Chaos theory is a concept that is used in various sciences to refer to the changes that occur in a system when a variation in its initial conditions is recorded . These modifications can be very important even when the first alteration is minimal.
In deterministic systems, it is understood that behavior is determined by primary factors. This means that its development can be predicted. However, it is common for apparent randomness to break out at some point: this supposed randomness and instability are analyzed by chaos theory.
According to chaos theory , the future behavior of a system is associated with different variables. Due to this multiplicity of variables, the precision of the predictions cannot be guaranteed since a small variation in the original state is capable of causing numerous changes.
Origin of chaos theory
The origin of chaos theory is located at the end of the 19th century . The Frenchman Henri Poincaré is named as a pioneer in this area based on his research on the Solar System.
Poincaré , when studying the gravity of celestial bodies, noted the difficulties in determining the gravitational interaction that exists between three objects based on mathematical calculations. Therefore, with the three-body problem , he concluded that ensuring the stability of orbits is impossible. Analyzing these chaotic orbits, he arrived at the postulate that later became known as the Poincaré recurrence theorem , which states that some systems , after an extensive although finite time, return to a state close to or equal to the initial one.
Already in the second part of the 20th century , the American Edward Lorenz advanced chaos theory when he proposed creating a mathematical model to predict atmospheric conditions.
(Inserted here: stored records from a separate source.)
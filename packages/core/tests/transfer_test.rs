//! Transfer Engine Tests
//!
//! Drives ChunkUploader and RangeDownloader against the loopback provider:
//! inline promotion around `min_size`, portion splitting at the per-session
//! part limit, ranged reads across part boundaries, and the failure paths.

#[cfg(test)]
mod transfer_tests {
    use anyhow::Result;
    use async_trait::async_trait;
    use chanfs_core::models::{FileData, Part};
    use chanfs_core::transfer::{
        ByteRange, ChunkUploader, RangeDownloader, TransferError, UploadListener, UploadOutcome,
        UploadTarget, WriterSink,
    };
    use chanfs_core::transport::{BlobTransport, ClientIdentity, MemoryProvider};
    use std::sync::Arc;
    use tokio::sync::Mutex;

    const CHANNEL: &str = "uploads";

    #[derive(Default)]
    struct RecordingListener {
        portions: Mutex<Vec<Part>>,
        completed: Mutex<bool>,
        aborted: Mutex<Option<String>>,
    }

    #[async_trait]
    impl UploadListener for RecordingListener {
        async fn on_portion(&self, part: &Part) -> anyhow::Result<()> {
            self.portions.lock().await.push(part.clone());
            Ok(())
        }

        async fn on_complete(&self, _outcome: &UploadOutcome) -> anyhow::Result<()> {
            *self.completed.lock().await = true;
            Ok(())
        }

        async fn on_aborted(&self, error: &TransferError) {
            *self.aborted.lock().await = Some(error.to_string());
        }
    }

    fn data(len: usize) -> Vec<u8> {
        (0..len).map(|i| (i % 251) as u8).collect()
    }

    fn session(provider: &MemoryProvider, max_parts: u32) -> Arc<dyn BlobTransport> {
        provider.client(ClientIdentity::user("alice").with_max_upload_parts(max_parts))
    }

    fn uploader(client: Arc<dyn BlobTransport>, chunk: usize, min_size: u64) -> ChunkUploader {
        let target = UploadTarget {
            channel: CHANNEL.to_string(),
            filename: "data.bin".to_string(),
            mime: "application/octet-stream".to_string(),
        };
        ChunkUploader::new(client, target, chunk, min_size)
    }

    async fn upload(
        provider: &MemoryProvider,
        bytes: &[u8],
        chunk: usize,
        min_size: u64,
        max_parts: u32,
    ) -> Result<(UploadOutcome, RecordingListener)> {
        let listener = RecordingListener::default();
        let outcome = uploader(session(provider, max_parts), chunk, min_size)
            .execute(bytes, &listener)
            .await?;
        Ok((outcome, listener))
    }

    async fn download(
        provider: &MemoryProvider,
        file: &FileData,
        range: Option<ByteRange>,
    ) -> Result<Vec<u8>> {
        let client = provider.client(ClientIdentity::bot("reader"));
        let mut sink = WriterSink::new(Vec::new());
        RangeDownloader::new(client, CHANNEL, 8)
            .execute(file, range, &mut sink)
            .await?;
        Ok(sink.into_inner())
    }

    fn hosted(parts: Vec<Part>) -> FileData {
        FileData {
            mime: "application/octet-stream".to_string(),
            content: None,
            parts,
        }
    }

    #[tokio::test]
    async fn test_empty_stream_is_inline() -> Result<()> {
        let provider = MemoryProvider::with_channels(&[CHANNEL]);
        let (outcome, listener) = upload(&provider, &[], 4, 0, 10).await?;

        assert_eq!(outcome, UploadOutcome::Inline(Default::default()));
        assert!(*listener.completed.lock().await);
        assert_eq!(provider.upload_calls().await, 0);
        Ok(())
    }

    #[tokio::test]
    async fn test_small_file_promotion_threshold() -> Result<()> {
        let provider = MemoryProvider::with_channels(&[CHANNEL]);

        // Exactly min_size stays inline
        let bytes = data(8);
        let (outcome, _) = upload(&provider, &bytes, 4, 8, 10).await?;
        assert_eq!(outcome, UploadOutcome::Inline(bytes.clone().into()));
        assert_eq!(provider.upload_calls().await, 0);

        // One byte more flushes the buffer as leading parts
        let bytes = data(9);
        let (outcome, listener) = upload(&provider, &bytes, 4, 8, 10).await?;
        let UploadOutcome::Hosted(parts) = outcome else {
            panic!("expected hosted outcome");
        };
        assert_eq!(parts.len(), 1);
        assert_eq!(parts[0].size, 9);
        assert_eq!(parts[0].originalfilename, "data.bin");
        assert_eq!(provider.upload_calls().await, 3);
        assert_eq!(listener.portions.lock().await.len(), 1);

        assert_eq!(download(&provider, &hosted(parts), ByteRange::full(9)).await?, bytes);
        Ok(())
    }

    #[tokio::test]
    async fn test_portions_split_at_part_limit() -> Result<()> {
        let provider = MemoryProvider::with_channels(&[CHANNEL]);
        let bytes = data(20);

        let (outcome, listener) = upload(&provider, &bytes, 4, 0, 2).await?;
        let UploadOutcome::Hosted(parts) = outcome else {
            panic!("expected hosted outcome");
        };

        let sizes: Vec<u64> = parts.iter().map(|p| p.size).collect();
        let names: Vec<&str> = parts.iter().map(|p| p.originalfilename.as_str()).collect();
        let indexes: Vec<u32> = parts.iter().map(|p| p.index).collect();
        assert_eq!(sizes, vec![8, 8, 4]);
        assert_eq!(names, vec!["data.bin.001", "data.bin.002", "data.bin.003"]);
        assert_eq!(indexes, vec![0, 1, 2]);
        assert_eq!(listener.portions.lock().await.len(), 3);
        assert_eq!(provider.message_count(CHANNEL).await, 3);

        assert_eq!(download(&provider, &hosted(parts), ByteRange::full(20)).await?, bytes);
        Ok(())
    }

    #[tokio::test]
    async fn test_stream_ending_on_portion_boundary() -> Result<()> {
        let provider = MemoryProvider::with_channels(&[CHANNEL]);
        let bytes = data(16);

        let (outcome, _) = upload(&provider, &bytes, 4, 0, 2).await?;
        let UploadOutcome::Hosted(parts) = outcome else {
            panic!("expected hosted outcome");
        };

        assert_eq!(parts.len(), 2);
        assert_eq!(provider.message_count(CHANNEL).await, 2);
        assert_eq!(download(&provider, &hosted(parts), ByteRange::full(16)).await?, bytes);
        Ok(())
    }

    #[tokio::test]
    async fn test_single_full_portion_keeps_plain_name() -> Result<()> {
        let provider = MemoryProvider::with_channels(&[CHANNEL]);
        let bytes = data(8);

        let (outcome, listener) = upload(&provider, &bytes, 4, 0, 2).await?;
        let UploadOutcome::Hosted(parts) = outcome else {
            panic!("expected hosted outcome");
        };

        assert_eq!(parts.len(), 1);
        assert_eq!(parts[0].originalfilename, "data.bin");
        assert_eq!(parts[0].size, 8);
        assert_eq!(listener.portions.lock().await.len(), 1);
        assert_eq!(provider.message_count(CHANNEL).await, 1);
        assert_eq!(download(&provider, &hosted(parts), ByteRange::full(8)).await?, bytes);

        // One more byte opens a second portion and both get suffixes
        let bytes = data(9);
        let (outcome, _) = upload(&provider, &bytes, 4, 0, 2).await?;
        let UploadOutcome::Hosted(parts) = outcome else {
            panic!("expected hosted outcome");
        };
        let names: Vec<&str> = parts.iter().map(|p| p.originalfilename.as_str()).collect();
        assert_eq!(names, vec!["data.bin.001", "data.bin.002"]);
        assert_eq!(download(&provider, &hosted(parts), ByteRange::full(9)).await?, bytes);
        Ok(())
    }

    #[tokio::test]
    async fn test_single_chunk_file_round_trip() -> Result<()> {
        let provider = MemoryProvider::with_channels(&[CHANNEL]);
        let bytes = data(4);

        let (outcome, _) = upload(&provider, &bytes, 4, 0, 10).await?;
        let UploadOutcome::Hosted(parts) = outcome else {
            panic!("expected hosted outcome");
        };

        assert_eq!(parts.len(), 1);
        assert_eq!(parts[0].originalfilename, "data.bin");
        assert_eq!(provider.upload_calls().await, 1);
        let file = hosted(parts);
        assert_eq!(download(&provider, &file, ByteRange::full(4)).await?, bytes);
        assert_eq!(
            download(&provider, &file, Some(ByteRange::new(3, 3, 4)?)).await?,
            &bytes[3..]
        );
        Ok(())
    }

    #[tokio::test]
    async fn test_ranges_across_part_boundaries() -> Result<()> {
        let provider = MemoryProvider::with_channels(&[CHANNEL]);
        let bytes = data(50);
        let (outcome, _) = upload(&provider, &bytes, 4, 0, 3).await?;
        let UploadOutcome::Hosted(parts) = outcome else {
            panic!("expected hosted outcome");
        };
        let file = hosted(parts);

        for (start, end) in [(0, 0), (11, 12), (5, 30), (12, 23), (49, 49), (0, 49), (40, 200)] {
            let range = ByteRange::new(start, end, 50)?;
            let got = download(&provider, &file, Some(range)).await?;
            let end = end.min(49) as usize;
            assert_eq!(got, &bytes[start as usize..=end], "range {start}-{end}");
        }
        Ok(())
    }

    #[tokio::test]
    async fn test_every_range_of_multi_portion_file() -> Result<()> {
        const LEN: u64 = 23;
        let provider = MemoryProvider::with_channels(&[CHANNEL]);
        let bytes = data(LEN as usize);
        let (outcome, _) = upload(&provider, &bytes, 3, 0, 2).await?;
        let UploadOutcome::Hosted(parts) = outcome else {
            panic!("expected hosted outcome");
        };
        assert_eq!(parts.len(), 4);
        let file = hosted(parts);

        for start in 0..LEN {
            for end in start..LEN {
                let range = ByteRange::new(start, end, LEN)?;
                let got = download(&provider, &file, Some(range)).await?;
                assert_eq!(
                    got,
                    &bytes[start as usize..=end as usize],
                    "range {start}-{end}"
                );
            }
        }
        Ok(())
    }

    #[tokio::test]
    async fn test_inline_content_honours_range() -> Result<()> {
        let provider = MemoryProvider::with_channels(&[CHANNEL]);
        let file = FileData {
            mime: "text/plain".to_string(),
            content: Some(b"hello world".to_vec()),
            parts: Vec::new(),
        };

        let got = download(&provider, &file, Some(ByteRange::new(6, 10, 11)?)).await?;
        assert_eq!(got, b"world");
        Ok(())
    }

    #[test]
    fn test_invalid_ranges() {
        assert!(matches!(
            ByteRange::new(5, 4, 10),
            Err(TransferError::InvalidRange { .. })
        ));
        assert!(ByteRange::new(10, 12, 10).is_err());
        assert!(ByteRange::full(0).is_none());
    }

    #[tokio::test]
    async fn test_aborted_upload_notifies_listener() -> Result<()> {
        let provider = MemoryProvider::with_channels(&[CHANNEL]);
        let uploader = uploader(session(&provider, 10), 4, 0);
        uploader.abort_handle().abort();

        let listener = RecordingListener::default();
        let bytes = data(12);
        let err = uploader.execute(&bytes[..], &listener).await.unwrap_err();

        assert!(matches!(err, TransferError::Aborted));
        assert!(listener.aborted.lock().await.is_some());
        assert!(!*listener.completed.lock().await);
        Ok(())
    }

    #[tokio::test]
    async fn test_transport_failure_stops_upload() -> Result<()> {
        let provider = MemoryProvider::with_channels(&[CHANNEL]);
        provider.fail_uploads_after(1).await;

        let listener = RecordingListener::default();
        let bytes = data(12);
        let err = uploader(session(&provider, 10), 4, 0)
            .execute(&bytes[..], &listener)
            .await
            .unwrap_err();

        assert!(matches!(err, TransferError::Transport(_)));
        assert!(listener.aborted.lock().await.is_some());
        assert_eq!(provider.message_count(CHANNEL).await, 0);
        Ok(())
    }

    #[tokio::test]
    async fn test_download_detects_replaced_media() -> Result<()> {
        let provider = MemoryProvider::with_channels(&[CHANNEL]);
        let (outcome, _) = upload(&provider, &data(10), 4, 0, 10).await?;
        let UploadOutcome::Hosted(parts) = outcome else {
            panic!("expected hosted outcome");
        };
        provider
            .replace_media(CHANNEL, parts[0].messageid, b"tampered")
            .await;

        let client = provider.client(ClientIdentity::bot("reader"));
        let mut sink = WriterSink::new(Vec::new());
        let err = RangeDownloader::new(client, CHANNEL, 8)
            .execute(&hosted(parts), ByteRange::full(10), &mut sink)
            .await
            .unwrap_err();

        assert!(matches!(err, TransferError::BlobMismatch { .. }));
        Ok(())
    }

    #[tokio::test]
    async fn test_download_of_deleted_message_is_unavailable() -> Result<()> {
        let provider = MemoryProvider::with_channels(&[CHANNEL]);
        let (outcome, _) = upload(&provider, &data(10), 4, 0, 10).await?;
        let UploadOutcome::Hosted(parts) = outcome else {
            panic!("expected hosted outcome");
        };
        let client = provider.client(ClientIdentity::bot("reader"));
        client.delete(CHANNEL, parts[0].messageid).await?;

        let mut sink = WriterSink::new(Vec::new());
        let err = RangeDownloader::new(client, CHANNEL, 8)
            .execute(&hosted(parts), ByteRange::full(10), &mut sink)
            .await
            .unwrap_err();

        assert!(matches!(err, TransferError::Unavailable(_)));
        Ok(())
    }
}
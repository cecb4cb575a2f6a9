//! Metadata Layer
//!
//! This module handles persistence of the filesystem tree:
//!
//! - The `MetadataStore` trait that every tree operation talks to
//! - `MemoryStore`, the in-process backend used by tests and ephemeral runs
//! - `SurrealStore`, the embedded SurrealDB backend (feature `surrealdb`)
//! - `Transaction`, staged read-your-writes batches committed atomically
//! - The change feed published after every commit
//!
//! # Architecture
//!
//! Nodes are stored as flat documents keyed by id, with the parent link held
//! on the child. Listings, ancestor chains and recursive descents are derived
//! from that link; backends may answer the recursive queries in one round
//! trip, otherwise the trait's single-hop defaults apply.

mod error;
pub mod events;
mod memory_store;
mod metadata_store;
#[cfg(feature = "surrealdb")]
mod surreal_store;
mod transaction;

pub use error::StoreError;
pub use events::{ChangeOperation, StoreChange};
pub use memory_store::MemoryStore;
pub use metadata_store::{
    sort_listing, DescendantEntry, KindFilter, MetadataStore, Mutation, NodeFilter, SavedSession,
    MAX_TREE_DEPTH,
};
#[cfg(feature = "surrealdb")]
pub use surreal_store::SurrealStore;
pub use transaction::Transaction;
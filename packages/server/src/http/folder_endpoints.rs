//! Folder endpoints
//!
//! Listing, folder creation, multipart uploads, rename, delete and bulk
//! move, all addressed by folder id.

use axum::{
    extract::{Multipart, Path, State},
    http::StatusCode,
    response::{IntoResponse, Json, Response},
    routing::{get, post},
    Router,
};
use chanfs_core::{normalize_filename, BatchReport, DeleteReport, FsError, Node};
use serde::Deserialize;
use tokio::io::AsyncWriteExt;

use super::{AppState, HttpError, NodeSummary};

/// Bytes buffered between the multipart reader and the uploader
const UPLOAD_PIPE_CAPACITY: usize = 256 * 1024;

#[derive(Debug, Deserialize)]
pub struct RenameRequest {
    pub filename: String,
}

#[derive(Debug, Deserialize)]
pub struct MoveRequest {
    pub ids: Vec<String>,
}

pub fn routes(state: AppState) -> Router {
    Router::new()
        .route(
            "/folders/:id",
            get(list_folder).put(rename_folder).delete(delete_folder),
        )
        .route("/folders/:id/folder/:name", post(create_folder))
        .route("/folders/:id/files", post(upload_file))
        .route("/folders/:id/files/:name", post(upload_named_file))
        .route("/folders/:id/move", post(move_items))
        .with_state(state)
}

async fn list_folder(
    State(state): State<AppState>,
    Path(id): Path<String>,
) -> Result<Json<Vec<NodeSummary>>, HttpError> {
    let children = state.tree.list_folder(&id).await?;
    Ok(Json(children.iter().map(NodeSummary::from).collect()))
}

async fn create_folder(
    State(state): State<AppState>,
    Path((id, name)): Path<(String, String)>,
) -> Result<(StatusCode, Json<NodeSummary>), HttpError> {
    let folder = state.tree.create_folder(&id, &name).await?;
    Ok((StatusCode::CREATED, Json(NodeSummary::from(&folder))))
}

async fn rename_folder(
    State(state): State<AppState>,
    Path(id): Path<String>,
    Json(request): Json<RenameRequest>,
) -> Result<Json<NodeSummary>, HttpError> {
    let node = state.tree.get_node(&id).await?;
    if !node.is_folder() {
        return Err(FsError::not_found(format!("folder {}", id)).into());
    }
    let renamed = state.tree.rename(&id, &request.filename).await?;
    Ok(Json(NodeSummary::from(&renamed)))
}

async fn delete_folder(
    State(state): State<AppState>,
    Path(id): Path<String>,
) -> Result<Response, HttpError> {
    let node = state.tree.get_node(&id).await?;
    if !node.is_folder() {
        return Err(FsError::not_found(format!("folder {}", id)).into());
    }
    let report = state.tree.delete_by_id(&id, false).await?;
    Ok(report_response(report))
}

/// 200 when every item was removed, 422 with the same report otherwise
pub(super) fn report_response(report: DeleteReport) -> Response {
    let status = if report.is_success() {
        StatusCode::OK
    } else {
        StatusCode::UNPROCESSABLE_ENTITY
    };
    (status, Json(report)).into_response()
}

async fn move_items(
    State(state): State<AppState>,
    Path(id): Path<String>,
    Json(request): Json<MoveRequest>,
) -> Result<Json<BatchReport>, HttpError> {
    if request.ids.is_empty() {
        return Err(HttpError::invalid_input("ids cannot be empty"));
    }
    let report = state.tree.move_items(&request.ids, &id).await?;
    Ok(Json(report))
}

async fn upload_file(
    State(state): State<AppState>,
    Path(id): Path<String>,
    multipart: Multipart,
) -> Result<(StatusCode, Json<NodeSummary>), HttpError> {
    receive_upload(&state, &id, None, multipart).await
}

async fn upload_named_file(
    State(state): State<AppState>,
    Path((id, name)): Path<(String, String)>,
    multipart: Multipart,
) -> Result<(StatusCode, Json<NodeSummary>), HttpError> {
    receive_upload(&state, &id, Some(name), multipart).await
}

/// Stream the first multipart field into a new file of folder `folder_id`
///
/// The file is named after the path segment when given, else after the
/// field's filename.
async fn receive_upload(
    state: &AppState,
    folder_id: &str,
    name: Option<String>,
    mut multipart: Multipart,
) -> Result<(StatusCode, Json<NodeSummary>), HttpError> {
    let folder = state.tree.get_node(folder_id).await?;
    if !folder.is_folder() {
        return Err(FsError::not_found(format!("folder {}", folder_id)).into());
    }

    let mut field = multipart
        .next_field()
        .await
        .map_err(|e| HttpError::invalid_input(format!("Invalid multipart body: {}", e)))?
        .ok_or_else(|| HttpError::invalid_input("Multipart body has no file field"))?;

    let filename = name
        .or_else(|| field.file_name().map(str::to_string))
        .map(|n| normalize_filename(n.trim()))
        .filter(|n| !n.is_empty())
        .ok_or_else(|| HttpError::invalid_input("Missing filename"))?;

    let path = upload_path(state, &folder, &filename).await?;
    let session = state.files.create_file_with_content(&path).await?;
    let abort = session.abort_handle();
    let (mut writer, reader) = tokio::io::duplex(UPLOAD_PIPE_CAPACITY);

    let feed = async move {
        let result: Result<(), String> = async {
            while let Some(chunk) = field.chunk().await.map_err(|e| e.to_string())? {
                writer.write_all(&chunk).await.map_err(|e| e.to_string())?;
            }
            writer.shutdown().await.map_err(|e| e.to_string())
        }
        .await;
        if result.is_err() {
            abort.abort();
        }
        result
    };

    let (fed, uploaded) = tokio::join!(feed, session.execute(reader));
    if let Err(e) = fed {
        tracing::warn!("Upload of '{}' interrupted: {}", path, e);
        if let Ok(node) = uploaded {
            // Truncated body completed before the abort was observed
            state.tree.delete_by_id(&node.id, false).await?;
            state.tree.purge(&node.id).await?;
        }
        return Err(HttpError::invalid_input(format!("Upload interrupted: {}", e)));
    }
    let node = uploaded?;

    tracing::info!("Uploaded '{}' ({} bytes)", path, node.size());
    Ok((StatusCode::CREATED, Json(NodeSummary::from(&node))))
}

async fn upload_path(state: &AppState, folder: &Node, filename: &str) -> Result<String, HttpError> {
    let folder_path = state.tree.resolver().build_path(folder).await?;
    Ok(format!("{}/{}", folder_path.trim_end_matches('/'), filename))
}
Lorenz discovered that any difference in the starting point generated relevant modifications in the model predictions.
Thus, many scientists began to question the determinism of the laws postulated by classical physics. The branch of study that today is called chaos theory emphasizes the impossibility of predicting events in those dynamic systems that involve many variables. It must be taken into account that this chaos is present in nature but also in psychology, economics and other social sciences.
The butterfly effect
Chaos theory is often associated with the so-called butterfly effect . This expression alludes to the fact that the simple flap of a butterfly's wings in one part of the world can cause a tsunami in the other end, according to an Eastern proverb.
What the butterfly effect indicates is that a seemingly minor event can produce a sequence of linked events whose results are unpredictable . The alteration in the initial conditions, therefore, generates a consequence that is impossible to anticipate in the first instance.
Chaos theory and the butterfly effect are part of dynamical systems. A dynamic system is made up of facts that change as time passes: when it shows a marked sensitivity to changes in initial conditions, it is classified as a chaotic system .
Although there is unpredictability in this chaos, its future creates patterns . That is why it is stated that chaos is not predictable but is deterministic, thereby ruling out chance.
Attractors in chaos theory
It must be considered that even a chaotic system develops a trajectory with a tendency towards certain points. These points are called attractors .
Attractors are numerical values towards which, when evolving, a chaotic system tends. All those attractors of a system make up the set of fractals .
It can be said that a fractal is a mathematical object in which each of its parts resembles the complete object. This is because its structure is repeated at different scales.
It is possible to differentiate between classical attractors and strange attractors . In the case of classical attractors, all of their trajectories end in a stationary state. When this is not true and the sets cannot be described under the same parameters, they are strange attractors.
Neural networks and artificial intelligence
In the field of artificial intelligence, recurrent neural networks are used, which allow the introduction of linear orders.
It must be taken into account that, in a chaotic system, fluidity is present when there are changes in the connections between the elements due to different causes. An element that remains stationary can develop an activity spontaneously or through an interaction, generating the fluctuations in question. These fluctuations, when the system has a higher density of elements, tend to become periodic .
Returning to the question of artificial intelligence, information processing requires an internal order in the system so that data storage is possible. However, a degree of disorder is also needed for fluidity and, in this way, information can be processed.
This means that randomness must be introduced in artificial intelligence. By considering the properties of fractals, one can take a fractal section, discover its critical point, and study the data at the appropriate scale. Artificial neural networks, in short, suppose the convergence of an order and a disorder: input information has to pass through the network so that, after the execution of different operations, the output values are produced.